ACTIVITY >> Copy every line of the data in which the word "SqlitePoolOptions" occurs.

Dataset entries
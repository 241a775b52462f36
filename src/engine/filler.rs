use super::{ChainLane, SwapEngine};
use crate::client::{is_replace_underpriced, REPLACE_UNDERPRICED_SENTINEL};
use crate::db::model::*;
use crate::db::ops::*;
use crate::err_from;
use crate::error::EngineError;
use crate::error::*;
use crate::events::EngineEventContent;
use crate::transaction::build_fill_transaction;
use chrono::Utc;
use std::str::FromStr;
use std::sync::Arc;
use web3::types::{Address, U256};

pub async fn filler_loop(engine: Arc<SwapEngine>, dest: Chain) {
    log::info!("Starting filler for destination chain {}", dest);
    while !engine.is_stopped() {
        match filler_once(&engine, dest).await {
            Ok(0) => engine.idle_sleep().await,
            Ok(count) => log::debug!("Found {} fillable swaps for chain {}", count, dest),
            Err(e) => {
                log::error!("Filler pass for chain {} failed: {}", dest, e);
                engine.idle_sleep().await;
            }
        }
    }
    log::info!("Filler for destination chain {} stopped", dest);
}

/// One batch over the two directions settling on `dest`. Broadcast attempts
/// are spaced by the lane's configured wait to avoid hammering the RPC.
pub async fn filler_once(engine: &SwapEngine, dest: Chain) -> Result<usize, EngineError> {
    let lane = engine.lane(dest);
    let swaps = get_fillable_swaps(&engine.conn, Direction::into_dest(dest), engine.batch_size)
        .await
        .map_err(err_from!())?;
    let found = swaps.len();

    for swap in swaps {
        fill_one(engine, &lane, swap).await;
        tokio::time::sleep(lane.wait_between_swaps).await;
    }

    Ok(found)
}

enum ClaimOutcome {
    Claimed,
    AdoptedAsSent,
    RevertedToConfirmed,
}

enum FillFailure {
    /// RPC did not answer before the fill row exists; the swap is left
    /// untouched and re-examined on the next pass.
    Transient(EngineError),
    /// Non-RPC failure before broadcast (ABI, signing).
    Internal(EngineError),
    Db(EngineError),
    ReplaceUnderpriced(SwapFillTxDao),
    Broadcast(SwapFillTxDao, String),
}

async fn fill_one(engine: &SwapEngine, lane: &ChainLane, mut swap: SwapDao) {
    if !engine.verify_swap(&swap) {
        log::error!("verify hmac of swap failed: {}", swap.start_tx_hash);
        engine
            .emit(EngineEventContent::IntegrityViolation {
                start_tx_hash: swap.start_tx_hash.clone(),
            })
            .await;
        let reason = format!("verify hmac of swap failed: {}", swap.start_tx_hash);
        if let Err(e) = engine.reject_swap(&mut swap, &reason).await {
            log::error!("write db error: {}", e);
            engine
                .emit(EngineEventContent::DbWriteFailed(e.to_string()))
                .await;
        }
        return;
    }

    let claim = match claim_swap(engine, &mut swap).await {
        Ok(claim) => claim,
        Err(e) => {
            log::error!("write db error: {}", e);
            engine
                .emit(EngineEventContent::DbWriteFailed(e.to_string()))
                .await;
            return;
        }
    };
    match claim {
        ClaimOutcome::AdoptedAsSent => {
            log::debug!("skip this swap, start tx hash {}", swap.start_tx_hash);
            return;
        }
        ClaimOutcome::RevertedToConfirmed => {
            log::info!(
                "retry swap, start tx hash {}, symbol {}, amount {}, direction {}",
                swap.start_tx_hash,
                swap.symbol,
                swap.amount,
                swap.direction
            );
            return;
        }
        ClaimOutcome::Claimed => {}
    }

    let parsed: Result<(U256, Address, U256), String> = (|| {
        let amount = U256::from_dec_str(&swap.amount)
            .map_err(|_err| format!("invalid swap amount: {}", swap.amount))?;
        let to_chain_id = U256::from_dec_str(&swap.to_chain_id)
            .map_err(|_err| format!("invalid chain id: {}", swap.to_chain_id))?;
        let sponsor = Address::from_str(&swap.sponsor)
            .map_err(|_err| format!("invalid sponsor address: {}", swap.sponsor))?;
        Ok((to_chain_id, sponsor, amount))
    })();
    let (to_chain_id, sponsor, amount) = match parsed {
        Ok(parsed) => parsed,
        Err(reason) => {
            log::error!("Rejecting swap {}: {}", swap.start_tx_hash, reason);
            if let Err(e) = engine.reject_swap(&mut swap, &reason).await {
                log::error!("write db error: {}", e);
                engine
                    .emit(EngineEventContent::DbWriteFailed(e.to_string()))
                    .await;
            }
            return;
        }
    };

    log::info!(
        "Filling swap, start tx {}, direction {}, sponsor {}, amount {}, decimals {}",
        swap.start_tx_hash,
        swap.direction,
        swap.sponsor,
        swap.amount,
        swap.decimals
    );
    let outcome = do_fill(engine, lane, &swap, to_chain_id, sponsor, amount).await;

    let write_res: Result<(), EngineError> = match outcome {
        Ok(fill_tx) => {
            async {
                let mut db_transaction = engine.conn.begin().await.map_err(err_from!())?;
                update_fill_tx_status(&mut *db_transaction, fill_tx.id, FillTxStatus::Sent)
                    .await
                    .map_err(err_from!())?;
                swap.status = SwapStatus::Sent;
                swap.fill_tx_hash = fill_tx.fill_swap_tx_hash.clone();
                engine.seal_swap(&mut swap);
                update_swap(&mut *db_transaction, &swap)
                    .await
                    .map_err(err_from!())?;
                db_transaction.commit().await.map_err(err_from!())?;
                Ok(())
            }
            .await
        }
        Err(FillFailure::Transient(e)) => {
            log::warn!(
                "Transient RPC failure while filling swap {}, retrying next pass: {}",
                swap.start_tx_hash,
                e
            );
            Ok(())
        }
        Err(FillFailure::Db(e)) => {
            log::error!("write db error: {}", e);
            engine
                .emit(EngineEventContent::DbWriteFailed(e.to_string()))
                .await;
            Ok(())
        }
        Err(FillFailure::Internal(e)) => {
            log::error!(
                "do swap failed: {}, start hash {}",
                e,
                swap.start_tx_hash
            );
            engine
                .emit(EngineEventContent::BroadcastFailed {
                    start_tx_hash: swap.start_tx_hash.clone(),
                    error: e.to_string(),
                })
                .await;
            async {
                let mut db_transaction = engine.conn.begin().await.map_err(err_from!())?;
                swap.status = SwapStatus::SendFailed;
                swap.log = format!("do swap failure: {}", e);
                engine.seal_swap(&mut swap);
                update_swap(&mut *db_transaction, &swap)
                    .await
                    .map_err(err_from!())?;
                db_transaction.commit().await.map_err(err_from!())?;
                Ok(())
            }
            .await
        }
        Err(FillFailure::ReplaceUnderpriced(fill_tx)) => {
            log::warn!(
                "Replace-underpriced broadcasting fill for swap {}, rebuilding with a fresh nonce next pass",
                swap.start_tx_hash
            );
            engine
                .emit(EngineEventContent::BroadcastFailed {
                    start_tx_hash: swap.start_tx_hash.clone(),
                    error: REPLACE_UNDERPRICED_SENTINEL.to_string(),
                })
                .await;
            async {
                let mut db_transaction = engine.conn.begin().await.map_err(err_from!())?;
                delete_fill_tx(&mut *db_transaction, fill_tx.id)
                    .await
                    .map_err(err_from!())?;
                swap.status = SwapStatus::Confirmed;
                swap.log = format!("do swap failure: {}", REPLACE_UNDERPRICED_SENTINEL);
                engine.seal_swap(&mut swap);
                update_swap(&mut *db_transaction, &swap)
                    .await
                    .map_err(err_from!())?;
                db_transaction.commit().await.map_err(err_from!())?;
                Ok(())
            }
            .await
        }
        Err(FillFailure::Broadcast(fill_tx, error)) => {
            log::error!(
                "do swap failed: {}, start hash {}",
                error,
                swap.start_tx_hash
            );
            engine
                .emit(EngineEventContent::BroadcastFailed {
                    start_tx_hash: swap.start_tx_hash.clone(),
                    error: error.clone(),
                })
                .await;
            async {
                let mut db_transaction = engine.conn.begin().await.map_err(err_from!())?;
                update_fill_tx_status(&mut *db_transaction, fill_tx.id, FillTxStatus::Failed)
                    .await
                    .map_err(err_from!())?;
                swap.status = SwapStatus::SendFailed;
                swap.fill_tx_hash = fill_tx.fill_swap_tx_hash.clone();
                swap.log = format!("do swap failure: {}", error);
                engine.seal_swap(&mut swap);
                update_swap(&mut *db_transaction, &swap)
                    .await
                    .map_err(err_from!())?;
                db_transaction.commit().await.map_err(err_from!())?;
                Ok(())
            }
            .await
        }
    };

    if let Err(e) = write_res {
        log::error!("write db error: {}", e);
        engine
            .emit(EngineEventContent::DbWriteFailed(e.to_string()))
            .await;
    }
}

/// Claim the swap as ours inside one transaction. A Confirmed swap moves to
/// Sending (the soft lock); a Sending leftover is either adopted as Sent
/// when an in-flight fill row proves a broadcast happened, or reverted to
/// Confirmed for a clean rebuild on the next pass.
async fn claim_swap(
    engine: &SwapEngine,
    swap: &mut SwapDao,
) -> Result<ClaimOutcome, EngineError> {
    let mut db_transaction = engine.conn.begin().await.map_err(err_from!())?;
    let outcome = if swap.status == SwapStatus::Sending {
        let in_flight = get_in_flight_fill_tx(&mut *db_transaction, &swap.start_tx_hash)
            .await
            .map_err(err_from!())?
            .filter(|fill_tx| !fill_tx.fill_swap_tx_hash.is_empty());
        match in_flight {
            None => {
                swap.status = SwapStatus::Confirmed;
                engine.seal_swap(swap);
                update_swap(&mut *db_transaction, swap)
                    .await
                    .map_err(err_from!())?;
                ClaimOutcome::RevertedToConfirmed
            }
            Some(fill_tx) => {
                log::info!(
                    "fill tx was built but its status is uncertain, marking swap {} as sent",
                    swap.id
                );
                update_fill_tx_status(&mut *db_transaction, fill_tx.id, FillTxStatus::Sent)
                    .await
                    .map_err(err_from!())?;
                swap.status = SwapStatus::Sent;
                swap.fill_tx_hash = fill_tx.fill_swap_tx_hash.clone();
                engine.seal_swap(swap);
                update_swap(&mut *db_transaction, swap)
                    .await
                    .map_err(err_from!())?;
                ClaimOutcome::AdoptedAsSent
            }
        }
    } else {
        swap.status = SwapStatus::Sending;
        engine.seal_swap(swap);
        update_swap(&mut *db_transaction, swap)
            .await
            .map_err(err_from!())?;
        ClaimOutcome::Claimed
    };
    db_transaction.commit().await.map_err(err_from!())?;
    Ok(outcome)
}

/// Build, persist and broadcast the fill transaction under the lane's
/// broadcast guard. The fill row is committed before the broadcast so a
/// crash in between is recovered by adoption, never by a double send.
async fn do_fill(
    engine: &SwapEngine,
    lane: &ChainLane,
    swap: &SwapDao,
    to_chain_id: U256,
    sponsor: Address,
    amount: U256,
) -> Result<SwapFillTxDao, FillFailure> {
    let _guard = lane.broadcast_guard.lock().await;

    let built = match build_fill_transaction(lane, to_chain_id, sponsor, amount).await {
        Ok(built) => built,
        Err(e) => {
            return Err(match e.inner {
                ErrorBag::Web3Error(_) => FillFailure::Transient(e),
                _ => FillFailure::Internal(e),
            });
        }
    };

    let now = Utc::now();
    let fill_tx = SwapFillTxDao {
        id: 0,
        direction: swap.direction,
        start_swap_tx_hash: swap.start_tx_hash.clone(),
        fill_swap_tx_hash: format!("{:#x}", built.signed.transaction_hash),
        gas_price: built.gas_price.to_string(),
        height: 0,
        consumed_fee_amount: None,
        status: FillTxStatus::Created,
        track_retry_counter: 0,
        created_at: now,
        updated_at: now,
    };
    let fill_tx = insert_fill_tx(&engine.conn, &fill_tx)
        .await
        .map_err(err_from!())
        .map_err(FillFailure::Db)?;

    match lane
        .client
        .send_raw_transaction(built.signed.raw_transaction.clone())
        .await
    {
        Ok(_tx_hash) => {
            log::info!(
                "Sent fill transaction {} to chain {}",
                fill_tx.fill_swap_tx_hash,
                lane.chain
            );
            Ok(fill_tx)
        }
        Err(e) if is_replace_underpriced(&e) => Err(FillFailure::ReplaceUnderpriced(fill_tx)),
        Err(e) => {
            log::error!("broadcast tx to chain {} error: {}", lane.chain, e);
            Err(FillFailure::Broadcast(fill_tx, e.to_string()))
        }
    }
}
--
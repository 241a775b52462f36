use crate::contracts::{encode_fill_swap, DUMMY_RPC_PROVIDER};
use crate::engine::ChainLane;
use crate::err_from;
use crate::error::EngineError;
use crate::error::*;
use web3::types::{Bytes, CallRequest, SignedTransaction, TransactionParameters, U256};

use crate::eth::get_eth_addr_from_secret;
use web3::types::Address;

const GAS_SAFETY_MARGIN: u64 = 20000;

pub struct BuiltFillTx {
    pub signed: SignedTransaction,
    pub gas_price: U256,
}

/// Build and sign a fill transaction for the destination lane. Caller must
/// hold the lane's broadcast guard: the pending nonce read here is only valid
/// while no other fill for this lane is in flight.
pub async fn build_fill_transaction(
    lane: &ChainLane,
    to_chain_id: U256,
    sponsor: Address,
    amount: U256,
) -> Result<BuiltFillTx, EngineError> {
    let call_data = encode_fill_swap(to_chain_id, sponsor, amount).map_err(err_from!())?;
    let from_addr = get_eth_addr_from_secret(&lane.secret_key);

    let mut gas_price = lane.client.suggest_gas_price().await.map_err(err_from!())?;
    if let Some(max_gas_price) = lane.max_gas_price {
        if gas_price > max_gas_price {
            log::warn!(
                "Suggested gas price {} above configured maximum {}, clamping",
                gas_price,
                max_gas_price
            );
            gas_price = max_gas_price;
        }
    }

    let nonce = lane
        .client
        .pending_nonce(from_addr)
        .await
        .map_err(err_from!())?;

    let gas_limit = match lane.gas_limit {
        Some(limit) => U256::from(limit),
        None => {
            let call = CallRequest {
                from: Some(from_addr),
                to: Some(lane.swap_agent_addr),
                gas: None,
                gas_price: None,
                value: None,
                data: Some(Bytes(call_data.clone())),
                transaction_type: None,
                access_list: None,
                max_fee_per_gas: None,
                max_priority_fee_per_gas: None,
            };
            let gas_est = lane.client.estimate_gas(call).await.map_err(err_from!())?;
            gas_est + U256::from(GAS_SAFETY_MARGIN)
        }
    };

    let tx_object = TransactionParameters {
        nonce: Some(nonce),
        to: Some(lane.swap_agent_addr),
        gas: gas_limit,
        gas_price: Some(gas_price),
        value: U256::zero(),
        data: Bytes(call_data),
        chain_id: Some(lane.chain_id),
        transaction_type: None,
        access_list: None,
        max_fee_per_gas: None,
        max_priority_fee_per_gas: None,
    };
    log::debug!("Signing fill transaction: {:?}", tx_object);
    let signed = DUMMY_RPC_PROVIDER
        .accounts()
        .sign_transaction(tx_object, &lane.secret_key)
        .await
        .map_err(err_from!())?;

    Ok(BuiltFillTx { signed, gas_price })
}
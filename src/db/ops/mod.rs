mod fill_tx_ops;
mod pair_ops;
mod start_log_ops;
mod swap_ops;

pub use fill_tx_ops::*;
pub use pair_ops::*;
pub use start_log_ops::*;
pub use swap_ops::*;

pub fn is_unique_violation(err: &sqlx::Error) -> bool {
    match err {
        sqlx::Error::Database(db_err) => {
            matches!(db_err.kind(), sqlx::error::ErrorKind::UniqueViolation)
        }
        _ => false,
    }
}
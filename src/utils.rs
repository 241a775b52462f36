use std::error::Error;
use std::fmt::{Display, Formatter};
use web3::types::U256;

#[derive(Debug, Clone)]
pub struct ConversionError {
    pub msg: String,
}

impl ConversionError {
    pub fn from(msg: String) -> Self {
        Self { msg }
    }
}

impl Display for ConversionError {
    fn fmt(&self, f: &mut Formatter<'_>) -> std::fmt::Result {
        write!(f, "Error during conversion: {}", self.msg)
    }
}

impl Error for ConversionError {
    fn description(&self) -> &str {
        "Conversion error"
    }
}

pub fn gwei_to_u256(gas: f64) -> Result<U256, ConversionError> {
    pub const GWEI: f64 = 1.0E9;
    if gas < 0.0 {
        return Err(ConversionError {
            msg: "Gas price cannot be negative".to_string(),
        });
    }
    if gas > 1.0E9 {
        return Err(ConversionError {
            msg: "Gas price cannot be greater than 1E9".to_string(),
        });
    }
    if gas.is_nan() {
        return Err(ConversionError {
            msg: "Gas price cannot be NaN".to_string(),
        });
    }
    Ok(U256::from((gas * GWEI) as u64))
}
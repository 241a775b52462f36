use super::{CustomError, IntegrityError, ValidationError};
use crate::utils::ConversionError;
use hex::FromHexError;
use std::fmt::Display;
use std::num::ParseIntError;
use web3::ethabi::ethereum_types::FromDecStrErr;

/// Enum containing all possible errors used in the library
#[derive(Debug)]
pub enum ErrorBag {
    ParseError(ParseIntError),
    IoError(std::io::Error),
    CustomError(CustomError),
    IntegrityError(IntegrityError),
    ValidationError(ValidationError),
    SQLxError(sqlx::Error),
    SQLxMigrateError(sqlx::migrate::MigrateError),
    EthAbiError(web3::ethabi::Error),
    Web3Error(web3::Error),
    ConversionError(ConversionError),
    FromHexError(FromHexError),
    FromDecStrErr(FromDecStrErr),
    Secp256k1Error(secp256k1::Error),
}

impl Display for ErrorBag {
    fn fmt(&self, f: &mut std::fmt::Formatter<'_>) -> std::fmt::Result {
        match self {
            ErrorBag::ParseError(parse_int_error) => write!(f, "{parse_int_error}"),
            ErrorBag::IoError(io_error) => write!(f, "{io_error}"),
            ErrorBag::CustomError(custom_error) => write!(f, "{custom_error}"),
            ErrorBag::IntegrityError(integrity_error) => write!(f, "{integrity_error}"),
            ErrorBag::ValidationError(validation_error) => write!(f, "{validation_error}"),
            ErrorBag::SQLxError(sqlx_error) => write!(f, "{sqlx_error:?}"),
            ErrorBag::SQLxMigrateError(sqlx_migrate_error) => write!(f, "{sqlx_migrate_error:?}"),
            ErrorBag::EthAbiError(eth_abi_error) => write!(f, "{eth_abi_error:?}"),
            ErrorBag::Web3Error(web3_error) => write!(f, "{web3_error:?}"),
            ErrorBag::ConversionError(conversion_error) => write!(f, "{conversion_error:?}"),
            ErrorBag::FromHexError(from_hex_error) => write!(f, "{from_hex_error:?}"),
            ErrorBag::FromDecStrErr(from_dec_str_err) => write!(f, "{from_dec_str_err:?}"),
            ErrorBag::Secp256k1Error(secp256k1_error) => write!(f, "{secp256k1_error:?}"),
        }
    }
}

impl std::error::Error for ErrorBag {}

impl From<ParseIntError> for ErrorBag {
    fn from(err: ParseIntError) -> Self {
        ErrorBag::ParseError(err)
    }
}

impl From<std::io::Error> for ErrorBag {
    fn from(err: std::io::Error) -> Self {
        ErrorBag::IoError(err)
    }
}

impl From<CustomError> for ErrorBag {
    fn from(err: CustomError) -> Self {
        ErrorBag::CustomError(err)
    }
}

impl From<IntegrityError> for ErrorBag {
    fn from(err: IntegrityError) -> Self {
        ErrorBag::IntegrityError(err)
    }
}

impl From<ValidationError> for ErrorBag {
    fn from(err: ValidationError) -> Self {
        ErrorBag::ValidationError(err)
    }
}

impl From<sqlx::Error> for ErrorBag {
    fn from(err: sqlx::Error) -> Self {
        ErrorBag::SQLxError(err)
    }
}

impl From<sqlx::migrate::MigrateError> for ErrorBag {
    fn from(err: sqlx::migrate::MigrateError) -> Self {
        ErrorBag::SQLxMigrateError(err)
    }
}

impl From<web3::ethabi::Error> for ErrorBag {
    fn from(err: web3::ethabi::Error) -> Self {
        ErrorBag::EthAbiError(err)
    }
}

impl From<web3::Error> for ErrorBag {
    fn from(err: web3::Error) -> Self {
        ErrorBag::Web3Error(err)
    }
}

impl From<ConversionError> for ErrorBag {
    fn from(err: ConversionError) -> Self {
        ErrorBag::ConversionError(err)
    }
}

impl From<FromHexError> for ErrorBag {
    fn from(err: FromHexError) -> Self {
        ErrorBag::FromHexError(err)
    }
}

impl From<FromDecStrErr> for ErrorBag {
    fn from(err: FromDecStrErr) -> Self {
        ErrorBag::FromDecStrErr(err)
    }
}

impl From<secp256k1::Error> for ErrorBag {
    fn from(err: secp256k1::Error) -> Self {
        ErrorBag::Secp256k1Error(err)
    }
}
--
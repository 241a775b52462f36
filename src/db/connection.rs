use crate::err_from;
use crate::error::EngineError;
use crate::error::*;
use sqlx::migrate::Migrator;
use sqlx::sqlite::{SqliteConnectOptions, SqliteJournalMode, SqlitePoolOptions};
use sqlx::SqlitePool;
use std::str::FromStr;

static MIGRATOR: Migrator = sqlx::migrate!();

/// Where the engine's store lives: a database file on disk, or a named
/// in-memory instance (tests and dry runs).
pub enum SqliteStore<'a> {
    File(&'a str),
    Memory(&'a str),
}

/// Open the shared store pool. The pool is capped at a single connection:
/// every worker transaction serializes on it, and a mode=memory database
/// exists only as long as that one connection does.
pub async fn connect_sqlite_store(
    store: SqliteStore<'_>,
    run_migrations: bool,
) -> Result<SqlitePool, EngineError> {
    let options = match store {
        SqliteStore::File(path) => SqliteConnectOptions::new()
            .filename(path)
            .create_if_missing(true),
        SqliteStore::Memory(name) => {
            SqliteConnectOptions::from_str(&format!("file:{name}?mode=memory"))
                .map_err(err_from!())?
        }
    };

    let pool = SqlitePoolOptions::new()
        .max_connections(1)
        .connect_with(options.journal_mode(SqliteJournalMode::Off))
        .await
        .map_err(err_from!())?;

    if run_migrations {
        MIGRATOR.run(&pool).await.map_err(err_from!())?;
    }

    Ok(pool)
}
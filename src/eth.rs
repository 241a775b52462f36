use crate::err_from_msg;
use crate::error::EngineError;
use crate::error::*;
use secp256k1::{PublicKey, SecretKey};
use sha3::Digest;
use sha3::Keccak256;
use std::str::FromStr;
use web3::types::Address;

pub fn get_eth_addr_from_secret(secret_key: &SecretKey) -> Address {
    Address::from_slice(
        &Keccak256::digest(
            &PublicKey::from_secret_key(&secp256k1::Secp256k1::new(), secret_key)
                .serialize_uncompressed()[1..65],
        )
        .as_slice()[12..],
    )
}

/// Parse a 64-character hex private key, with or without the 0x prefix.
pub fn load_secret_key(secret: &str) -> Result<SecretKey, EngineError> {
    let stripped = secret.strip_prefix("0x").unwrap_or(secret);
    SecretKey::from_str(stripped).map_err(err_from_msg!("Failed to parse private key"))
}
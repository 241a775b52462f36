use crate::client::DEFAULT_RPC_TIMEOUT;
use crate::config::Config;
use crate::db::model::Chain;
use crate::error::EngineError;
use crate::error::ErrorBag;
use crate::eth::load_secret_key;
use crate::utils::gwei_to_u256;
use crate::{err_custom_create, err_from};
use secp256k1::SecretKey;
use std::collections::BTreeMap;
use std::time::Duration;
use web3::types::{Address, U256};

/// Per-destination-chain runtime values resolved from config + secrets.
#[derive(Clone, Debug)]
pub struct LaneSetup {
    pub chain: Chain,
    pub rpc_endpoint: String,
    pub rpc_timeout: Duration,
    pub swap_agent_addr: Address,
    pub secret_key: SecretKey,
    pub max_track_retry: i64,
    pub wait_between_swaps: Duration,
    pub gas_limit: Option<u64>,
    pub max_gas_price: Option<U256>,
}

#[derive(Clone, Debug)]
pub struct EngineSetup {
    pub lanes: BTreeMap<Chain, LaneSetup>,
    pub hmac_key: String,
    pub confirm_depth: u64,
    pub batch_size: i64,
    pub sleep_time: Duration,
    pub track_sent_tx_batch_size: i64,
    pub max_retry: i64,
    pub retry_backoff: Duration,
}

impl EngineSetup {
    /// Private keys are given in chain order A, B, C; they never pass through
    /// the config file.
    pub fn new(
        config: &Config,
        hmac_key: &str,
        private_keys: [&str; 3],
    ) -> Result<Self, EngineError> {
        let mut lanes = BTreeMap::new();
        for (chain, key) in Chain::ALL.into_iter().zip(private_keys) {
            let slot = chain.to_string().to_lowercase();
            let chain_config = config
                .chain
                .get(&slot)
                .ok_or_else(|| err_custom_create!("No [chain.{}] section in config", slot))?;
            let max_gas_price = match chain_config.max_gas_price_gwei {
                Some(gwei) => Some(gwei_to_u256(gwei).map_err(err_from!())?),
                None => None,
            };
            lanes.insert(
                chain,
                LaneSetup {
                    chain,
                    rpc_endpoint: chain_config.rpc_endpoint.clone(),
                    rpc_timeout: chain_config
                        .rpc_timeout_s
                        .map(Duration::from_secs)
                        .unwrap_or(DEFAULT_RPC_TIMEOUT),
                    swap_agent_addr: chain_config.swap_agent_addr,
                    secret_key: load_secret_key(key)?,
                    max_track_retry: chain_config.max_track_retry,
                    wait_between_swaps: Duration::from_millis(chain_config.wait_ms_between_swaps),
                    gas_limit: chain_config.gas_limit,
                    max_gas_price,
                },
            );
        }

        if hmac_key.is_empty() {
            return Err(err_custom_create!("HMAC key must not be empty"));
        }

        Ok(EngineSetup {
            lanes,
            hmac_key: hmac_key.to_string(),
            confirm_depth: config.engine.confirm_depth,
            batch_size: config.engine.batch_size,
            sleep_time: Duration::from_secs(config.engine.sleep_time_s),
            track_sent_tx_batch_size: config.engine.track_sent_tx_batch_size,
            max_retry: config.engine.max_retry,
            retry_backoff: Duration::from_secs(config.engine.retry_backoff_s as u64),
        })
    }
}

TASK RESULT >>
use sqlx::sqlite::{SqliteConnectOptions, SqliteJournalMode, SqlitePoolOptions};
    let pool = SqlitePoolOptions::new()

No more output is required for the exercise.